During fast neutron imaging, besides the dark current noise and readout noise of the CCD camera, the main noise in fast neutron imaging comes from high-energy gamma rays generated by neutron nuclear reactions in and around the experimental setup. These high-energy gamma rays result in the presence of high-density gamma white spots (GWS) in the fast neutron image. Due to the microscopic quantum characteristics of the neutron beam itself and environmental scattering effects, fast neutron images typically exhibit a mixture of Gaussian noise. Existing denoising methods in neutron images are difficult to handle when dealing with a mixture of GWS and Gaussian noise.
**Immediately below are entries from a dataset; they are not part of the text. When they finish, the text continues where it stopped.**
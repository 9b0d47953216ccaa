//! webshot: scroll-capture-stitch screenshot MCP server
//!
//! Connects to a WebDriver server and serves capture and comparison tools
//! over stdio.

use std::sync::Arc;

use anyhow::{Context, Result};
use rmcp::{ServiceExt, transport::stdio};
use tracing::info;
use tracing_subscriber::{EnvFilter, fmt};
use webshot::{
    capture::{WebDriverBackend, constants},
    mcp::WebshotMcpServer,
};

#[tokio::main]
async fn main() -> Result<()> {
    // Logs go to stderr; stdout carries the MCP protocol.
    // Respects RUST_LOG, default level: info
    fmt()
        .with_env_filter(
            EnvFilter::try_from_default_env().unwrap_or_else(|_| EnvFilter::new("webshot=info")),
        )
        .with_writer(std::io::stderr)
        .with_target(false)
        .with_thread_ids(false)
        .with_line_number(false)
        .init();

    info!("webshot server starting...");
    info!("Protocol: Model Context Protocol (MCP)");
    info!("Transport: stdio");

    let endpoint = constants::webdriver_url();
    let driver = WebDriverBackend::connect(&endpoint)
        .await
        .with_context(|| format!("no WebDriver session at {endpoint}"))?;
    info!(endpoint = %endpoint, "Browser driver initialized");

    let output_dir = constants::screenshot_dir();
    let server = WebshotMcpServer::new(Arc::new(driver.clone())).with_output_dir(&output_dir);
    info!(output_dir = %output_dir, "Screenshot folder configured");

    let service = server.serve(stdio()).await?;

    info!("webshot server initialized successfully");
    info!("Server info: {:?}", service.peer_info());
    info!("Waiting for MCP requests...");

    service.waiting().await?;

    info!("webshot server shutting down");
    driver.close().await?;
    Ok(())
}
//! Logical-to-raw pixel conversion
//!
//! All conversions in a capture session go through one [`DevicePixelRatio`]
//! value measured at session start. Rounding is round-half-up everywhere, so
//! two frames that meet at the same logical coordinate also meet at the same
//! raw row.

use serde::{Deserialize, Serialize};

use crate::{
    error::{CaptureError, CaptureResult},
    geometry::{RawRegion, Rect},
};

/// Scale factor between logical and raw pixels
#[derive(Debug, Clone, Copy, PartialEq, Serialize, Deserialize)]
pub struct DevicePixelRatio(f64);

impl DevicePixelRatio {
    /// Ratio of a standard-density display
    pub const ONE: DevicePixelRatio = DevicePixelRatio(1.0);

    /// Creates a ratio, rejecting zero, negative and non-finite values
    ///
    /// # Examples
    ///
    /// ```
    /// use webshot::capture::DevicePixelRatio;
    ///
    /// assert!(DevicePixelRatio::new(2.0).is_ok());
    /// assert!(DevicePixelRatio::new(0.0).is_err());
    /// assert!(DevicePixelRatio::new(f64::NAN).is_err());
    /// ```
    pub fn new(ratio: f64) -> CaptureResult<Self> {
        if !ratio.is_finite() || ratio <= 0.0 {
            return Err(CaptureError::invalid_parameter(
                "device_pixel_ratio",
                format!("{ratio} is not a positive finite number"),
            ));
        }
        Ok(Self(ratio))
    }

    /// Returns the ratio value
    pub fn get(&self) -> f64 {
        self.0
    }

    /// Converts a logical length or coordinate to raw pixels
    ///
    /// # Examples
    ///
    /// ```
    /// use webshot::capture::DevicePixelRatio;
    ///
    /// let ratio = DevicePixelRatio::new(1.5).unwrap();
    /// assert_eq!(ratio.to_raw(3), 5); // 4.5 rounds up
    /// assert_eq!(ratio.to_raw(400), 600);
    /// ```
    pub fn to_raw(&self, logical: u32) -> u32 {
        let raw = (f64::from(logical) * self.0 + 0.5).floor();
        raw.clamp(0.0, f64::from(u32::MAX)) as u32
    }

    /// Converts a signed logical coordinate to raw pixels
    pub fn to_raw_signed(&self, logical: i64) -> i64 {
        (logical as f64 * self.0 + 0.5).floor() as i64
    }

    /// Converts a logical rectangle to a raw bitmap region
    ///
    /// Edges are converted independently and the width is the difference of
    /// the converted edges, so adjacent rectangles stay adjacent after
    /// scaling. Fails with `OutOfBounds` if the rectangle starts left of or
    /// above the bitmap origin.
    pub fn rect_to_raw(&self, rect: &Rect) -> CaptureResult<RawRegion> {
        let left = self.to_raw_signed(rect.x);
        let top = self.to_raw_signed(rect.y);
        let right = self.to_raw_signed(rect.right());
        let bottom = self.to_raw_signed(rect.bottom());

        if left < 0 || top < 0 || right > i64::from(u32::MAX) || bottom > i64::from(u32::MAX) {
            return Err(CaptureError::OutOfBounds {
                region: RawRegion::new(
                    left.max(0) as u32,
                    top.max(0) as u32,
                    (right - left).max(0) as u32,
                    (bottom - top).max(0) as u32,
                ),
                width:  0,
                height: 0,
            });
        }

        Ok(RawRegion::new(
            left as u32,
            top as u32,
            (right - left) as u32,
            (bottom - top) as u32,
        ))
    }
}

impl Default for DevicePixelRatio {
    fn default() -> Self {
        Self::ONE
    }
}

impl std::fmt::Display for DevicePixelRatio {
    fn fmt(&self, f: &mut std::fmt::Formatter<'_>) -> std::fmt::Result {
        write!(f, "{}", self.0)
    }
}

/// Converts logical scroll offsets along one axis to raw placement positions
///
/// Intermediate positions are `to_raw(offset)`, held back where rounding
/// would open a gap after the previous frame. The last position sits flush
/// with the canvas end, matching where the browser clamps its final scroll,
/// unless that would leave rows between it and the previous frame; it then
/// abuts the previous frame and the caller trims the canvas to
/// `last + frame_extent`.
///
/// # Arguments
///
/// * `offsets` - Logical offsets from the scroll plan, starting at 0
/// * `ratio` - Session device pixel ratio
/// * `frame_extent` - Raw length of one captured frame along this axis
/// * `canvas_extent` - Raw length of the output canvas along this axis
///
/// # Examples
///
/// ```
/// use webshot::capture::{DevicePixelRatio, pixel_ratio::raw_positions};
///
/// let ratio = DevicePixelRatio::new(2.0).unwrap();
/// assert_eq!(raw_positions(&[0, 400, 600], ratio, 800, 2000), vec![0, 800, 1200]);
/// ```
pub fn raw_positions(
    offsets: &[u32],
    ratio: DevicePixelRatio,
    frame_extent: u32,
    canvas_extent: u32,
) -> Vec<u32> {
    let last_start = canvas_extent.saturating_sub(frame_extent);
    let last_index = offsets.len().saturating_sub(1);
    let mut positions: Vec<u32> = Vec::with_capacity(offsets.len());

    for (index, &offset) in offsets.iter().enumerate() {
        let position = match positions.last() {
            None => 0,
            Some(&previous) if index == last_index => last_start
                .min(previous.saturating_add(frame_extent))
                .max(previous),
            Some(&previous) => ratio
                .to_raw(offset)
                .min(previous.saturating_add(frame_extent))
                .min(last_start)
                .max(previous),
        };
        positions.push(position);
    }

    positions
}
Herein we put forward a deep learning approach based on the Swin Transformer UNet (SUNet) model to remove high-density GWS-Gaussian mixture noise from fast neutron images. The improved denoising model utilizes a customized loss function for training, which combines perceptual loss and mean squared error loss to avoid grid-like artifacts caused by using a single perceptual loss. To address the high cost of acquiring real fast neutron images, this study introduces Monte Carlo method to simulate noise data with GWS characteristics by computing the interaction between gamma rays and sensors based on the principle of GWS generation. Ultimately, the experimental scenarios involving simulated neutron noise images and real fast neutron images demonstrate that the proposed method not only improves the quality and signal-to-noise ratio of fast neutron images but also preserves the details of the original images during denoising.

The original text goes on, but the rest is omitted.